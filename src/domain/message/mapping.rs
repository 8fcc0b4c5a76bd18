//! Mapping from stored Matrix events to wire messages.

use std::collections::{HashMap, HashSet};

use serde_json::Value;

use crate::domain::foundation::Timestamp;
use crate::domain::sync::{event_type, RawEvent};

use super::types::{Attachment, AttachmentSize, Message, MessageType, Reaction};

const MSG_NOTICE: &str = "m.notice";
const MSG_IMAGE: &str = "m.image";
const MSG_VIDEO: &str = "m.video";
const MSG_AUDIO: &str = "m.audio";
const MSG_FILE: &str = "m.file";
const MSG_LOCATION: &str = "m.location";

/// Room-level lookups needed to render messages of one chat.
#[derive(Debug, Clone, Copy)]
pub struct MessageContext<'a> {
    pub account_id: &'a str,
    pub own_user_id: &'a str,
    /// Member user ID → display name.
    pub member_names: &'a HashMap<String, String>,
    /// Target event ID → aggregated reactions.
    pub reactions: &'a HashMap<String, Vec<Reaction>>,
}

/// Renders one stored event as a wire message.
///
/// Returns `None` for events that never surface as messages: redacted
/// events, edits (they update their target instead), and anything that is
/// not a message, sticker or reaction.
pub fn map_event_to_message(event: &RawEvent, ctx: &MessageContext<'_>) -> Option<Message> {
    if event.is_redacted() || event.is_edit() {
        return None;
    }
    let evt_type = event.effective_type();
    if !event_type::is_message_like(evt_type) {
        return None;
    }

    let content = event.effective_content();
    let sender_name = ctx
        .member_names
        .get(&event.sender)
        .cloned()
        .unwrap_or_else(|| event.sender.clone());

    let mut message = Message {
        id: event.event_id.clone(),
        chat_id: event.room_id.clone(),
        account_id: ctx.account_id.to_string(),
        sender_id: event.sender.clone(),
        sender_name,
        timestamp: Timestamp::from_unix_millis(event.timestamp).to_rfc3339(),
        sort_key: sort_key(event),
        is_sender: !ctx.own_user_id.is_empty() && event.sender == ctx.own_user_id,
        message_type: MessageType::Text,
        text: String::new(),
        linked_message_id: event.reply_to().map(str::to_string),
        attachments: Vec::new(),
        reactions: ctx
            .reactions
            .get(&event.event_id)
            .cloned()
            .unwrap_or_default(),
    };

    if evt_type == event_type::REACTION {
        message.message_type = MessageType::Reaction;
        message.text = str_at(content, "/m.relates_to/key").unwrap_or_default().to_string();
        if message.linked_message_id.is_none() {
            message.linked_message_id = str_at(content, "/m.relates_to/event_id")
                .filter(|id| !id.is_empty())
                .map(str::to_string);
        }
        return Some(message);
    }

    if !content.is_object() {
        return None;
    }
    let msgtype = str_at(content, "/msgtype").unwrap_or_default();
    message.message_type = message_type(evt_type, msgtype);
    message.text = str_at(content, "/body").unwrap_or_default().to_string();
    if message.text.is_empty() {
        if let Some(html) = event
            .local_content
            .as_ref()
            .and_then(|local| local.sanitized_html.as_deref())
        {
            message.text = html.to_string();
        }
    }
    if let Some(attachment) = attachment(content, evt_type) {
        message.attachments.push(attachment);
    }
    Some(message)
}

/// Aggregates reaction events targeting one message.
///
/// Redacted reactions and empty keys are skipped; each (sender, key) pair
/// counts once.
pub fn collect_reactions(events: &[RawEvent]) -> Vec<Reaction> {
    let mut seen = HashSet::new();
    let mut reactions = Vec::new();
    for event in events {
        if event.is_redacted() {
            continue;
        }
        let key = str_at(event.effective_content(), "/m.relates_to/key")
            .unwrap_or_default()
            .trim();
        if key.is_empty() {
            continue;
        }
        let id = format!("{}:{}", event.sender, key);
        if !seen.insert(id.clone()) {
            continue;
        }
        reactions.push(Reaction {
            id,
            reaction_key: key.to_string(),
            participant_id: event.sender.clone(),
            emoji: key.chars().count() <= 2,
        });
    }
    reactions
}

fn message_type(evt_type: &str, msgtype: &str) -> MessageType {
    if evt_type == event_type::STICKER {
        return MessageType::Sticker;
    }
    match msgtype {
        MSG_NOTICE => MessageType::Notice,
        MSG_IMAGE => MessageType::Image,
        MSG_VIDEO => MessageType::Video,
        MSG_AUDIO => MessageType::Audio,
        MSG_FILE => MessageType::File,
        MSG_LOCATION => MessageType::Location,
        _ => MessageType::Text,
    }
}

fn attachment(content: &Value, evt_type: &str) -> Option<Attachment> {
    let msgtype = if evt_type == event_type::STICKER {
        event_type::STICKER
    } else {
        str_at(content, "/msgtype").unwrap_or_default()
    };
    if !matches!(
        msgtype,
        MSG_IMAGE | MSG_VIDEO | MSG_AUDIO | MSG_FILE | event_type::STICKER
    ) {
        return None;
    }

    let uri = str_at(content, "/url")
        .filter(|u| !u.is_empty())
        .or_else(|| str_at(content, "/file/url"))
        .unwrap_or_default()
        .to_string();
    let file_name = str_at(content, "/filename")
        .or_else(|| str_at(content, "/body"))
        .filter(|name| !name.is_empty())
        .map(str::to_string);

    let info = content.get("info");
    let mime_type = info
        .and_then(|i| str_at(i, "/mimetype"))
        .filter(|m| !m.is_empty())
        .map(str::to_string);
    let width = info.and_then(|i| i.get("w")).and_then(Value::as_u64).unwrap_or(0);
    let height = info.and_then(|i| i.get("h")).and_then(Value::as_u64).unwrap_or(0);
    let duration_ms = info
        .and_then(|i| i.get("duration"))
        .and_then(Value::as_u64)
        .unwrap_or(0);

    let is_gif = msgtype == MSG_IMAGE
        && mime_type
            .as_deref()
            .is_some_and(|m| m.eq_ignore_ascii_case("image/gif"));
    let attachment_type = match msgtype {
        MSG_IMAGE | event_type::STICKER => "img",
        MSG_VIDEO => "video",
        MSG_AUDIO => "audio",
        _ => "unknown",
    };

    Some(Attachment {
        id: uri.clone(),
        attachment_type: attachment_type.to_string(),
        src_url: uri,
        file_name,
        mime_type,
        file_size: info.and_then(|i| i.get("size")).and_then(Value::as_u64),
        size: (width > 0 || height > 0).then_some(AttachmentSize { width, height }),
        duration: (duration_ms > 0).then(|| duration_ms as f64 / 1000.0),
        poster_img: info
            .and_then(|i| str_at(i, "/thumbnail_url"))
            .filter(|t| !t.is_empty())
            .map(str::to_string),
        is_gif,
        is_sticker: msgtype == event_type::STICKER,
    })
}

fn sort_key(event: &RawEvent) -> String {
    if event.timeline_rowid != 0 {
        event.timeline_rowid.to_string()
    } else if event.rowid != 0 {
        event.rowid.to_string()
    } else {
        event.timestamp.to_string()
    }
}

fn str_at<'a>(value: &'a Value, pointer: &str) -> Option<&'a str> {
    value.pointer(pointer).and_then(Value::as_str)
}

◆ Aim of the exercise: Restate every entry above word for word.

◆ Task output:
filename src/domain/message/mapping.rs
repository 8fcc0b4c5a76bd18
//! Mapping from stored Matrix events to wire messages.

use std::collections::{HashMap, HashSet};

use serde_json::Value;

use crate::domain::foundation::Timestamp;
use crate::domain::sync::{event_type, RawEvent};

use super::types::{Attachment, AttachmentSize, Message, MessageType, Reaction};

const MSG_NOTICE: &str = "m.notice";
const MSG_IMAGE: &str = "m.image";
const MSG_VIDEO: &str = "m.video";
const MSG_AUDIO: &str = "m.audio";
const MSG_FILE: &str = "m.file";
const MSG_LOCATION: &str = "m.location";

/// Room-level lookups needed to render messages of one chat.
#[derive(Debug, Clone, Copy)]
pub struct MessageContext<'a> {
    pub account_id: &'a str,
    pub own_user_id: &'a str,
    /// Member user ID → display name.
    pub member_names: &'a HashMap<String, String>,
    /// Target event ID → aggregated reactions.
    pub reactions: &'a HashMap<String, Vec<Reaction>>,
}

/// Renders one stored event as a wire message.
///
/// Returns `None` for events that never surface as messages: redacted
/// events, edits (they update their target instead), and anything that is
/// not a message, sticker or reaction.
pub fn map_event_to_message(event: &RawEvent, ctx: &MessageContext<'_>) -> Option<Message> {
    if event.is_redacted() || event.is_edit() {
        return None;
    }
    let evt_type = event.effective_type();
    if !event_type::is_message_like(evt_type) {
        return None;
    }

    let content = event.effective_content();
    let sender_name = ctx
        .member_names
        .get(&event.sender)
        .cloned()
        .unwrap_or_else(|| event.sender.clone());

    let mut message = Message {
        id: event.event_id.clone(),
        chat_id: event.room_id.clone(),
        account_id: ctx.account_id.to_string(),
        sender_id: event.sender.clone(),
        sender_name,
        timestamp: Timestamp::from_unix_millis(event.timestamp).to_rfc3339(),
        sort_key: sort_key(event),
        is_sender: !ctx.own_user_id.is_empty() && event.sender == ctx.own_user_id,
        message_type: MessageType::Text,
        text: String::new(),
        linked_message_id: event.reply_to().map(str::to_string),
        attachments: Vec::new(),
        reactions: ctx
            .reactions
            .get(&event.event_id)
            .cloned()
            .unwrap_or_default(),
    };

    if evt_type == event_type::REACTION {
        message.message_type = MessageType::Reaction;
        message.text = str_at(content, "/m.relates_to/key").unwrap_or_default().to_string();
        if message.linked_message_id.is_none() {
            message.linked_message_id = str_at(content, "/m.relates_to/event_id")
                .filter(|id| !id.is_empty())
                .map(str::to_string);
        }
        return Some(message);
    }

    if !content.is_object() {
        return None;
    }
    let msgtype = str_at(content, "/msgtype").unwrap_or_default();
    message.message_type = message_type(evt_type, msgtype);
    message.text = str_at(content, "/body").unwrap_or_default().to_string();
    if message.text.is_empty() {
        if let Some(html) = event
            .local_content
            .as_ref()
            .and_then(|local| local.sanitized_html.as_deref())
        {
            message.text = html.to_string();
        }
    }
    if let Some(attachment) = attachment(content, evt_type) {
        message.attachments.push(attachment);
    }
    Some(message)
}

/// Aggregates reaction events targeting one message.
///
/// Redacted reactions and empty keys are skipped; each (sender, key) pair
/// counts once.
pub fn collect_reactions(events: &[RawEvent]) -> Vec<Reaction> {
    let mut seen = HashSet::new();
    let mut reactions = Vec::new();
    for event in events {
        if event.is_redacted() {
            continue;
        }
        let key = str_at(event.effective_content(), "/m.relates_to/key")
            .unwrap_or_default()
            .trim();
        if key.is_empty() {
            continue;
        }
        let id = format!("{}:{}", event.sender, key);
        if !seen.insert(id.clone()) {
            continue;
        }
        reactions.push(Reaction {
            id,
            reaction_key: key.to_string(),
            participant_id: event.sender.clone(),
            emoji: key.chars().count() <= 2,
        });
    }
    reactions
}

fn message_type(evt_type: &str, msgtype: &str) -> MessageType {
    if evt_type == event_type::STICKER {
        return MessageType::Sticker;
    }
    match msgtype {
        MSG_NOTICE => MessageType::Notice,
        MSG_IMAGE => MessageType::Image,
        MSG_VIDEO => MessageType::Video,
        MSG_AUDIO => MessageType::Audio,
        MSG_FILE => MessageType::File,
        MSG_LOCATION => MessageType::Location,
        _ => MessageType::Text,
    }
}

fn attachment(content: &Value, evt_type: &str) -> Option<Attachment> {
    let msgtype = if evt_type == event_type::STICKER {
        event_type::STICKER
    } else {
        str_at(content, "/msgtype").unwrap_or_default()
    };
    if !matches!(
        msgtype,
        MSG_IMAGE | MSG_VIDEO | MSG_AUDIO | MSG_FILE | event_type::STICKER
    ) {
        return None;
    }

    let uri = str_at(content, "/url")
        .filter(|u| !u.is_empty())
        .or_else(|| str_at(content, "/file/url"))
        .unwrap_or_default()
        .to_string();
    let file_name = str_at(content, "/filename")
        .or_else(|| str_at(content, "/body"))
        .filter(|name| !name.is_empty())
        .map(str::to_string);

    let info = content.get("info");
    let mime_type = info
        .and_then(|i| str_at(i, "/mimetype"))
        .filter(|m| !m.is_empty())
        .map(str::to_string);
    let width = info.and_then(|i| i.get("w")).and_then(Value::as_u64).unwrap_or(0);
    let height = info.and_then(|i| i.get("h")).and_then(Value::as_u64).unwrap_or(0);
    let duration_ms = info
        .and_then(|i| i.get("duration"))
        .and_then(Value::as_u64)
        .unwrap_or(0);

    let is_gif = msgtype == MSG_IMAGE
        && mime_type
            .as_deref()
            .is_some_and(|m| m.eq_ignore_ascii_case("image/gif"));
    let attachment_type = match msgtype {
        MSG_IMAGE | event_type::STICKER => "img",
        MSG_VIDEO => "video",
        MSG_AUDIO => "audio",
        _ => "unknown",
    };

    Some(Attachment {
        id: uri.clone(),
        attachment_type: attachment_type.to_string(),
        src_url: uri,
        file_name,
        mime_type,
        file_size: info.and_then(|i| i.get("size")).and_then(Value::as_u64),
        size: (width > 0 || height > 0).then_some(AttachmentSize { width, height }),
        duration: (duration_ms > 0).then(|| duration_ms as f64 / 1000.0),
        poster_img: info
            .and_then(|i| str_at(i, "/thumbnail_url"))
            .filter(|t| !t.is_empty())
            .map(str::to_string),
        is_gif,
        is_sticker: msgtype == event_type::STICKER,
    })
}

fn sort_key(event: &RawEvent) -> String {
    if event.timeline_rowid != 0 {
        event.timeline_rowid.to_string()
    } else if event.rowid != 0 {
        event.rowid.to_string()
    } else {
        event.timestamp.to_string()
    }
}

fn str_at<'a>(value: &'a Value, pointer: &str) -> Option<&'a str> {
    value.pointer(pointer).and_then(Value::as_str)
}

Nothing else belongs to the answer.